Turning the Winter Blues Rose-y

With all different varieties of new season roses coming into stock throughout June and July we are all about roses at the moment. For the roses already in our gardens, now is the time to give them a bit of a haircut. If you need some pointers, you’re in luck; this Sunday the 3rd of June at 10:00 am, Tony will be giving his annual Rose Pruning Demonstration.

Read on to find out Tony’s Tips on what else you can do in the garden this month.

Tuesday is World Environment Day and this year’s theme is Beat Plastic Pollution. A simple switch we can all make to reduce the amount of plastic waste we produce is to switch to a reusable coffee cup. Take a look at one of our favourite alternatives below.

Tony’s Tips

June 2018

The first month of Winter heralds the cold-loving plants stepping into the limelight. We’ve had great rain and cooler temperatures, which stimulate flowering on Winter blooms such as Japonica Camellias, Primulas, Helleborus, Cymbidium Orchids, Correas and lots of Winter fragrance plants including Luculias, Wintersweet, Daphne and Osmanthus. Winter in the garden doesn’t have to be boring!

June is a great time to plant most plants as it allows them time to get established in time for a Spring flush of growth and then be ready for Summer.

Our new season roses will be coming in through June and July, being potted as they are lifted to ensure maximum viability. There are many new releases this year but only a couple worth recommending. We will have a large range of the best varieties of roses in bush, climbers and standards.

We will also have our full range of certified seed potatoes this month, as well as our famously large rhubarb crowns and asparagus crowns. We also have a broad range of both evergreen and deciduous fruit trees including citrus and multigrafted varieties.

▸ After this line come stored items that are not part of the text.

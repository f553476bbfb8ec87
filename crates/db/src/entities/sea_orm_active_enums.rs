//! `SeaORM` active enums mapped onto the Postgres enum types.

use sea_orm::entity::prelude::*;
use serde::{Deserialize, Serialize};

#[derive(Debug, Clone, Copy, PartialEq, Eq, EnumIter, DeriveActiveEnum, Serialize, Deserialize)]
#[sea_orm(rs_type = "String", db_type = "Enum", enum_name = "account_type")]
pub enum AccountType {
    #[sea_orm(string_value = "ASSET")]
    Asset,
    #[sea_orm(string_value = "LIABILITY")]
    Liability,
    #[sea_orm(string_value = "EQUITY")]
    Equity,
    #[sea_orm(string_value = "REVENUE")]
    Revenue,
    #[sea_orm(string_value = "EXPENSE")]
    Expense,
}

#[derive(Debug, Clone, Copy, PartialEq, Eq, EnumIter, DeriveActiveEnum, Serialize, Deserialize)]
#[sea_orm(rs_type = "String", db_type = "Enum", enum_name = "account_category")]
pub enum AccountCategory {
    #[sea_orm(string_value = "CASH")]
    Cash,
    #[sea_orm(string_value = "BANK")]
    Bank,
    #[sea_orm(string_value = "ACCOUNTS_RECEIVABLE")]
    AccountsReceivable,
    #[sea_orm(string_value = "INVENTORY")]
    Inventory,
    #[sea_orm(string_value = "FIXED_ASSET")]
    FixedAsset,
    #[sea_orm(string_value = "EQUIPMENT")]
    Equipment,
    #[sea_orm(string_value = "ACCOUNTS_PAYABLE")]
    AccountsPayable,
    #[sea_orm(string_value = "ACCRUED_LIABILITY")]
    AccruedLiability,
    #[sea_orm(string_value = "LOAN")]
    Loan,
    #[sea_orm(string_value = "OWNER_EQUITY")]
    OwnerEquity,
    #[sea_orm(string_value = "RETAINED_EARNINGS")]
    RetainedEarnings,
    #[sea_orm(string_value = "SALES_REVENUE")]
    SalesRevenue,
    #[sea_orm(string_value = "SERVICE_REVENUE")]
    ServiceRevenue,
    #[sea_orm(string_value = "OTHER_INCOME")]
    OtherIncome,
    #[sea_orm(string_value = "COST_OF_GOODS_SOLD")]
    CostOfGoodsSold,
    #[sea_orm(string_value = "OPERATING_EXPENSE")]
    OperatingExpense,
    #[sea_orm(string_value = "PAYROLL")]
    Payroll,
    #[sea_orm(string_value = "RENT")]
    Rent,
    #[sea_orm(string_value = "UTILITIES")]
    Utilities,
    #[sea_orm(string_value = "TAX")]
    Tax,
    #[sea_orm(string_value = "OTHER")]
    Other,
}

#[derive(Debug, Clone, Copy, PartialEq, Eq, EnumIter, DeriveActiveEnum, Serialize, Deserialize)]
#[sea_orm(rs_type = "String", db_type = "Enum", enum_name = "transaction_type")]
pub enum TransactionType {
    #[sea_orm(string_value = "INCOME")]
    Income,
    #[sea_orm(string_value = "EXPENSE")]
    Expense,
    #[sea_orm(string_value = "TRANSFER")]
    Transfer,
    #[sea_orm(string_value = "ADJUSTMENT")]
    Adjustment,
    #[sea_orm(string_value = "REFUND")]
    Refund,
}

#[derive(Debug, Clone, Copy, PartialEq, Eq, EnumIter, DeriveActiveEnum, Serialize, Deserialize)]
#[sea_orm(rs_type = "String", db_type = "Enum", enum_name = "transaction_status")]
pub enum TransactionStatus {
    #[sea_orm(string_value = "PENDING")]
    Pending,
    #[sea_orm(string_value = "COMPLETED")]
    Completed,
    #[sea_orm(string_value = "CANCELLED")]
    Cancelled,
    #[sea_orm(string_value = "FAILED")]
    Failed,
}

#[derive(Debug, Clone, Copy, PartialEq, Eq, EnumIter, DeriveActiveEnum, Serialize, Deserialize)]
#[sea_orm(rs_type = "String", db_type = "Enum", enum_name = "journal_status")]
pub enum JournalStatus {
    #[sea_orm(string_value = "draft")]
    Draft,
    #[sea_orm(string_value = "posted")]
    Posted,
    #[sea_orm(string_value = "cancelled")]
    Cancelled,
}

#[derive(Debug, Clone, Copy, PartialEq, Eq, EnumIter, DeriveActiveEnum, Serialize, Deserialize)]
#[sea_orm(rs_type = "String", db_type = "Enum", enum_name = "budget_status")]
pub enum BudgetStatus {
    #[sea_orm(string_value = "draft")]
    Draft,
    #[sea_orm(string_value = "active")]
    Active,
    #[sea_orm(string_value = "closed")]
    Closed,
}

  • It’s Rose pruning time! Modern Roses are meant to be pruned regularly as they flower on new growth and, here in Melbourne, June is when they are at their lowest ebb. I prune Bush Roses back by around 75%, David Austin and Climbing Roses back by 50-60% and Standard Roses back to a head the size of a basketball. The exceptions are once flowering roses such as Banksia, which should be pruned in Spring after flowering.
  • If you’re overwhelmed by the thought of pruning your roses or you need a bit of a refresher, come along to our free Rose Pruning Demonstration on Sunday, June 3rd at 10:00 am. We will discuss all rose types.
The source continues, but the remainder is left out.